Harnessing Frontier Technology
This was an awesome panel that I just hosted at The Digital Economist at #Davos with
➤ Joseph Raczynski, CEO & Futurist, JT Consulting & Media
➤ Dr Dimitrios Salampasis (PhD, F-FIN, MAICD), Senior Lecturer- Emerging Tech & FinTech, Swinburne University of Technology
➤ Bhuva Shakti, Board Advisor & Chief Sustainable Innovation Officer, Wallet Max
We discussed frontier technologies and AI took the top spot with associated concepts like agentic AI, blockchain, quantum computing among other things. Joe spoke about his experience with Agentic AI and how the third evolution of Chat GPT was to train AI to be an agent for you and now the next evolution was to have AI agents work with other agents. He stressed this was both exciting and worrisome as there was so much potential but so much that could go wrong. Gartner estimated that by 2028, 33% of AI will be agentic AI. This topic has been dominating conversations given by Big Tech so something to definately watch out.
These types of technologies require huge amounts of data which has these complex ethical challenges. We are at the point where more data is being made by machines that feed the AI models. Some simulations show that when the synthetic data or machine or AI-generated data exceeds human data, the AI models collapse. So data alone is not enough – you need digital infrastructure and you need smart minds managing these powerful frontier technologies. Dimitrios addressed the challenges with open-source innovation and the narratives that assumed they were only beneficial. The challenge he highlighted was to understand what was open, why it was open and who was managing and regulating it. Not everyone who is part of the community may have interests for good of all (just saying - Git Hub is now part of Microsoft). So while the intension of open innovation was collaboration, we needed more understanding on why this was good and needed.
If we wanted responsible fronter technology – the question came up - how do we build it for the good of all when women are excluded from the development of AI? Bhuva highlighted that the funding for women founders working with AI had decreased post-pandemic (not that it was very high or equal to that devoted to men). And women are 50% of the global populations! How can we get more women in the conversation, work on areas like climate tech that are critical for future generations and have a more caretaking attitude to people and planet – not just profits. She highlighted the need for responsible entrepreneurship. The challenge is that we do not have enough data on women representation and achievement in this space to make meaningful high impact decisions.

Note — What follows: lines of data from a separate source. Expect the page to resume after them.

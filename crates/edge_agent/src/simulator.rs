use chrono::{DateTime, SecondsFormat, Utc};
use common::domain::{Metric, TelemetryEnvelope};
use rand::rngs::StdRng;
use rand::{Rng, SeedableRng};
use std::collections::BTreeMap;
use std::time::Duration;

/// Grid emission factor used for the simulated CO2 figure.
pub const CO2_KG_PER_KWH: f64 = 0.7;

const POWER_JITTER_W: f64 = 100.0;
const WASTE_PROBABILITY: f64 = 0.1;
const MAX_WASTE_KG: f64 = 0.5;

/// Produces plausible machine readings for a single device.
pub struct ReadingSimulator {
    device_id: String,
    power_base_w: f64,
    interval: Duration,
    pending_waste_kg: f64,
    rng: StdRng,
}

impl ReadingSimulator {
    pub fn new(device_id: impl Into<String>, power_base_w: f64, interval: Duration) -> Self {
        Self::with_rng(device_id, power_base_w, interval, StdRng::from_entropy())
    }

    pub fn with_rng(
        device_id: impl Into<String>,
        power_base_w: f64,
        interval: Duration,
        rng: StdRng,
    ) -> Self {
        Self {
            device_id: device_id.into(),
            power_base_w,
            interval,
            pending_waste_kg: 0.0,
            rng,
        }
    }

    /// Next reading. Energy covers one interval at the sampled power; waste
    /// accumulates at random and is reported once, then reset.
    pub fn next_envelope(&mut self, now: DateTime<Utc>) -> TelemetryEnvelope {
        let jitter = self.rng.gen_range(-POWER_JITTER_W..=POWER_JITTER_W);
        let power_w = (self.power_base_w + jitter).max(0.0);
        let energy_kwh = power_w * (self.interval.as_secs_f64() / 3600.0) / 1000.0;
        let co2_kg = energy_kwh * CO2_KG_PER_KWH;

        if self.rng.gen_bool(WASTE_PROBABILITY) {
            self.pending_waste_kg += self.rng.gen_range(0.0..MAX_WASTE_KG);
        }

        let mut metrics = vec![
            metric("power_active_w", round_to(power_w, 2), "W"),
            metric("energy_kwh", round_to(energy_kwh, 6), "kWh"),
            metric("co2_kg", round_to(co2_kg, 6), "kg"),
        ];
        if self.pending_waste_kg > 0.0 {
            metrics.push(metric("waste_kg", round_to(self.pending_waste_kg, 3), "kg"));
            self.pending_waste_kg = 0.0;
        }

        let tags = BTreeMap::from([
            ("agent_version".to_string(), env!("CARGO_PKG_VERSION").to_string()),
            ("location".to_string(), "factory-floor-a".to_string()),
            ("production_line".to_string(), "line-1".to_string()),
        ]);

        TelemetryEnvelope {
            version: "1.0".to_string(),
            device_id: self.device_id.clone(),
            ts: now.to_rfc3339_opts(SecondsFormat::Millis, true),
            metrics,
            tags: Some(tags),
        }
    }
}

fn metric(name: &str, value: f64, unit: &str) -> Metric {
    Metric {
        name: name.to_string(),
        value,
        unit: unit.to_string(),
    }
}

fn round_to(value: f64, decimals: i32) -> f64 {
    let factor = 10f64.powi(decimals);
    (value * factor).round() / factor
}
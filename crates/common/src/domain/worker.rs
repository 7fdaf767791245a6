use crate::domain::DomainResult;
use async_trait::async_trait;
use serde::Serialize;

/// Counters reported by the batch worker.
#[derive(Debug, Clone, Copy, Default, PartialEq, Eq, Serialize)]
#[serde(rename_all = "camelCase")]
pub struct WorkerStats {
    pub running: bool,
    pub batches_written: u64,
    pub records_written: u64,
    pub batches_dropped: u64,
}

/// Start/stop control over the background batch worker.
#[cfg_attr(any(test, feature = "testing"), mockall::automock)]
#[async_trait]
pub trait WorkerControl: Send + Sync {
    /// Idempotent: returns `Ok(false)` when already running.
    async fn start(&self) -> DomainResult<bool>;

    /// Returns `false` when the worker was not running.
    async fn stop(&self) -> bool;

    fn stats(&self) -> WorkerStats;
}
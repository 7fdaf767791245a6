mod batch_worker;

pub use batch_worker::*;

This data paucity is worrisome as frontier technologies like agentic AI or quantum computing are dependent on data volumes. Just because you had data did not mean that it was not biased or representative or relevant to the problem being solved. Dimitrios highlighted this narrative with the example of El Salvador and bitcoin. El Salvador adopted bitcoin in 2021. It became a pioneering test-case. What the media narrative misses is that it did not lead to financial inclusion due to poor wide-spread adoption. The algorithm bias in our online information feeds is proving to be challenging as often policy makers are working with incorrect narratives (in another panel Ann Dunkin, Chief Information Officer, United States Department of Energy reiterated the need for strong good journalism).
This conversation brought us to the importance of AI literacy. Joe highlighted that the technologies like quantum computing could not just do great good but great harm, and it would be difficult to control for this. The way we were using AI across sectors meant we could even have hybrid humans in the next few years (Japan has just given permission for research combining animal and human DNA). This adjacent possible into new industries leaves us with unexplored governance areas where the only precedent is science fiction stories.

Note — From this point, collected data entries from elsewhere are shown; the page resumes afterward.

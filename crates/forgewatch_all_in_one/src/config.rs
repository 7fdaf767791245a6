use config::{Config, ConfigError, Environment};
use serde::{Deserialize, Serialize};

/// Queue implementation selected at startup.
#[derive(Debug, Clone, Copy, PartialEq, Eq)]
pub enum QueueKind {
    Memory,
    JetStream,
}

#[derive(Debug, Deserialize, Serialize, Clone)]
pub struct ServiceConfig {
    /// Log level (trace, debug, info, warn, error)
    #[serde(default = "default_log_level")]
    pub log_level: String,

    // HTTP configuration
    #[serde(default = "default_http_host")]
    pub http_host: String,

    #[serde(default = "default_http_port")]
    pub http_port: u16,

    /// CORS allowed origins (comma-separated list, "*" for all origins)
    #[serde(default = "default_cors_allowed_origins")]
    pub cors_allowed_origins: String,

    /// Path prefixes excluded from request logging (comma-separated)
    #[serde(default = "default_http_ignored_paths")]
    pub http_ignored_paths: String,

    // Ingestion configuration
    /// Organization-wide bearer secret. Empty rejects every submission.
    #[serde(default)]
    pub org_secret: String,

    /// Seed for the device registry: `device_id:secret` pairs, comma-separated
    #[serde(default = "default_devices")]
    pub devices: String,

    /// Accepted clock skew between device and server in milliseconds
    #[serde(default = "default_replay_window_ms")]
    pub replay_window_ms: u64,

    /// Bound on registry, queue and sink calls in milliseconds
    #[serde(default = "default_io_timeout_ms")]
    pub io_timeout_ms: u64,

    // Queue configuration
    /// `memory` or `jetstream`
    #[serde(default = "default_queue_backend")]
    pub queue_backend: String,

    /// Capacity of the in-memory queue
    #[serde(default = "default_queue_capacity")]
    pub queue_capacity: usize,

    // NATS configuration
    #[serde(default = "default_nats_url")]
    pub nats_url: String,

    #[serde(default = "default_nats_stream")]
    pub nats_stream: String,

    #[serde(default = "default_nats_subject")]
    pub nats_subject: String,

    /// Durable consumer name holding the worker's cursor
    #[serde(default = "default_nats_consumer")]
    pub nats_consumer: String,

    /// Committed entries older than this are dropped from the stream
    #[serde(default = "default_nats_max_age_secs")]
    pub nats_max_age_secs: u64,

    #[serde(default = "default_nats_max_bytes")]
    pub nats_max_bytes: i64,

    /// Startup timeout for connecting to NATS in seconds
    #[serde(default = "default_startup_timeout_secs")]
    pub startup_timeout_secs: u64,

    // ClickHouse configuration
    /// ClickHouse HTTP URL. When unset, aggregates are served from memory.
    #[serde(default)]
    pub clickhouse_url: Option<String>,

    #[serde(default = "default_clickhouse_database")]
    pub clickhouse_database: String,

    #[serde(default = "default_clickhouse_username")]
    pub clickhouse_username: String,

    #[serde(default)]
    pub clickhouse_password: String,

    #[serde(default = "default_clickhouse_table")]
    pub clickhouse_table: String,

    // Worker configuration
    #[serde(default = "default_worker_batch_size")]
    pub worker_batch_size: usize,

    #[serde(default = "default_worker_interval_ms")]
    pub worker_interval_ms: u64,

    /// Start the batch worker together with the service
    #[serde(default = "default_worker_autostart")]
    pub worker_autostart: bool,

    // Aggregation configuration
    /// How far back the in-memory aggregation looks, in seconds
    #[serde(default = "default_memory_lookback_secs")]
    pub memory_lookback_secs: u64,

    /// Largest number of buckets a single aggregates query may produce
    #[serde(default = "default_max_buckets")]
    pub max_buckets: usize,

    /// Closer timeout on shutdown in seconds
    #[serde(default = "default_shutdown_timeout_secs")]
    pub shutdown_timeout_secs: u64,

    // OpenTelemetry configuration
    /// OpenTelemetry OTLP endpoint (gRPC)
    #[serde(default = "default_otel_endpoint")]
    pub otel_endpoint: String,

    /// Enable OpenTelemetry export
    #[serde(default)]
    pub otel_enabled: bool,

    /// Service name for OpenTelemetry resource
    #[serde(default = "default_otel_service_name")]
    pub otel_service_name: String,
}

fn default_log_level() -> String {
    "info".to_string()
}

fn default_http_host() -> String {
    "0.0.0.0".to_string()
}

fn default_http_port() -> u16 {
    3000
}

fn default_cors_allowed_origins() -> String {
    "*".to_string()
}

fn default_http_ignored_paths() -> String {
    "/health".to_string()
}

fn default_devices() -> String {
    "dev-001:secret-001,dev-002:secret-002".to_string()
}

fn default_replay_window_ms() -> u64 {
    300_000
}

fn default_io_timeout_ms() -> u64 {
    5000
}

fn default_queue_backend() -> String {
    "memory".to_string()
}

fn default_queue_capacity() -> usize {
    10_000
}

fn default_nats_url() -> String {
    "nats://localhost:4222".to_string()
}

fn default_nats_stream() -> String {
    "telemetry".to_string()
}

fn default_nats_subject() -> String {
    "telemetry.ingest".to_string()
}

fn default_nats_consumer() -> String {
    "telemetry-worker".to_string()
}

fn default_nats_max_age_secs() -> u64 {
    7 * 24 * 60 * 60
}

fn default_nats_max_bytes() -> i64 {
    1024 * 1024 * 1024
}

fn default_startup_timeout_secs() -> u64 {
    10
}

fn default_clickhouse_database() -> String {
    "default".to_string()
}

fn default_clickhouse_username() -> String {
    "default".to_string()
}

fn default_clickhouse_table() -> String {
    "telemetry".to_string()
}

fn default_worker_batch_size() -> usize {
    50
}

fn default_worker_interval_ms() -> u64 {
    5000
}

fn default_worker_autostart() -> bool {
    true
}

fn default_memory_lookback_secs() -> u64 {
    86_400
}

fn default_max_buckets() -> usize {
    10_080
}

fn default_shutdown_timeout_secs() -> u64 {
    10
}

fn default_otel_endpoint() -> String {
    "http://localhost:4317".to_string()
}

fn default_otel_service_name() -> String {
    "forgewatch".to_string()
}

impl ServiceConfig {
    pub fn from_env() -> Result<Self, ConfigError> {
        Config::builder()
            .add_source(Environment::with_prefix("FORGEWATCH"))
            .build()?
            .try_deserialize()
    }

    pub fn queue_kind(&self) -> Result<QueueKind, ConfigError> {
        match self.queue_backend.trim().to_ascii_lowercase().as_str() {
            "memory" => Ok(QueueKind::Memory),
            "jetstream" => Ok(QueueKind::JetStream),
            other => Err(ConfigError::Message(format!(
                "unknown queue_backend '{}', expected 'memory' or 'jetstream'",
                other
            ))),
        }
    }

    /// ClickHouse URL, ignoring blank values.
    pub fn clickhouse_url(&self) -> Option<&str> {
        self.clickhouse_url
            .as_deref()
            .map(str::trim)
            .filter(|url| !url.is_empty())
    }

    /// Reject backend combinations the service cannot run with.
    pub fn validate(&self) -> Result<QueueKind, ConfigError> {
        let kind = self.queue_kind()?;
        if kind == QueueKind::JetStream && self.clickhouse_url().is_none() {
            return Err(ConfigError::Message(
                "queue_backend 'jetstream' requires clickhouse_url: nothing would drain the stream"
                    .to_string(),
            ));
        }
        if kind == QueueKind::JetStream && (self.nats_max_age_secs == 0 || self.nats_max_bytes <= 0)
        {
            return Err(ConfigError::Message(
                "nats_max_age_secs and nats_max_bytes must be greater than zero".to_string(),
            ));
        }
        if self.worker_batch_size == 0 {
            return Err(ConfigError::Message(
                "worker_batch_size must be greater than zero".to_string(),
            ));
        }
        Ok(kind)
    }

    pub fn ignored_paths(&self) -> Vec<String> {
        self.http_ignored_paths
            .split(',')
            .map(|s| s.trim().to_string())
            .filter(|s| !s.is_empty())
            .collect()
    }
}

#[cfg(test)]
mod tests {
    use super::*;
    use std::sync::Mutex;

    // Mutex to ensure tests run serially and don't interfere with each other
    static TEST_LOCK: Mutex<()> = Mutex::new(());

    const VARS: &[&str] = &[
        "FORGEWATCH_LOG_LEVEL",
        "FORGEWATCH_HTTP_PORT",
        "FORGEWATCH_QUEUE_BACKEND",
        "FORGEWATCH_CLICKHOUSE_URL",
        "FORGEWATCH_WORKER_AUTOSTART",
        "FORGEWATCH_NATS_MAX_AGE_SECS",
    ];

    fn clear_env() {
        for var in VARS {
            // SAFETY: Test runs with mutex lock to prevent concurrent env access
            unsafe {
                std::env::remove_var(var);
            }
        }
    }

    #[test]
    fn test_default_config() {
        let _lock = TEST_LOCK.lock().unwrap();
        clear_env();

        let config = ServiceConfig::from_env().unwrap();

        assert_eq!(config.log_level, "info");
        assert_eq!(config.http_port, 3000);
        assert_eq!(config.replay_window_ms, 300_000);
        assert_eq!(config.queue_capacity, 10_000);
        assert_eq!(config.worker_batch_size, 50);
        assert_eq!(config.worker_interval_ms, 5000);
        assert_eq!(config.nats_max_age_secs, 604_800);
        assert_eq!(config.nats_max_bytes, 1_073_741_824);
        assert!(config.clickhouse_url().is_none());
        assert_eq!(config.validate().unwrap(), QueueKind::Memory);
    }

    #[test]
    fn test_custom_config() {
        let _lock = TEST_LOCK.lock().unwrap();
        clear_env();

        // SAFETY: Test runs with mutex lock to prevent concurrent env access
        unsafe {
            std::env::set_var("FORGEWATCH_LOG_LEVEL", "debug");
            std::env::set_var("FORGEWATCH_HTTP_PORT", "8080");
            std::env::set_var("FORGEWATCH_QUEUE_BACKEND", "jetstream");
            std::env::set_var("FORGEWATCH_CLICKHOUSE_URL", "http://localhost:8123");
            std::env::set_var("FORGEWATCH_WORKER_AUTOSTART", "false");
        }

        let config = ServiceConfig::from_env().unwrap();
        clear_env();

        assert_eq!(config.log_level, "debug");
        assert_eq!(config.http_port, 8080);
        assert!(!config.worker_autostart);
        assert_eq!(config.validate().unwrap(), QueueKind::JetStream);
    }

    #[test]
    fn test_jetstream_without_sink_is_rejected() {
        let _lock = TEST_LOCK.lock().unwrap();
        clear_env();

        // SAFETY: Test runs with mutex lock to prevent concurrent env access
        unsafe {
            std::env::set_var("FORGEWATCH_QUEUE_BACKEND", "jetstream");
        }

        let config = ServiceConfig::from_env().unwrap();
        clear_env();

        assert!(config.validate().is_err());
    }

    #[test]
    fn test_unbounded_stream_is_rejected() {
        let _lock = TEST_LOCK.lock().unwrap();
        clear_env();

        // SAFETY: Test runs with mutex lock to prevent concurrent env access
        unsafe {
            std::env::set_var("FORGEWATCH_QUEUE_BACKEND", "jetstream");
            std::env::set_var("FORGEWATCH_CLICKHOUSE_URL", "http://localhost:8123");
            std::env::set_var("FORGEWATCH_NATS_MAX_AGE_SECS", "0");
        }

        let config = ServiceConfig::from_env().unwrap();
        clear_env();

        assert_eq!(config.nats_max_age_secs, 0);
        assert!(config.validate().is_err());
    }

    #[test]
    fn test_unknown_backend_is_rejected() {
        let _lock = TEST_LOCK.lock().unwrap();
        clear_env();

        // SAFETY: Test runs with mutex lock to prevent concurrent env access
        unsafe {
            std::env::set_var("FORGEWATCH_QUEUE_BACKEND", "redis");
        }

        let config = ServiceConfig::from_env().unwrap();
        clear_env();

        assert!(config.queue_kind().is_err());
    }
}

Bhuva reiterated the need for responsible investing and responsible entrepreneurship. Without this we would be unable to create a world were frontier tech was used for good. We ended the panel acknowledging that AI as it was, was not inclusive and the current IP law did not “fit” into the problems of the future. We left the attendees with more questions than answers but – this is what we do when we are working on creating a safer world for tomorrow - open up the dialogue for more discussion, so together we can thoughtfully craft a world where all of humanity and the planet can flourish in – not just the the current few.
Amazing insights on the importance of AI literacy and responsible entrepreneurship.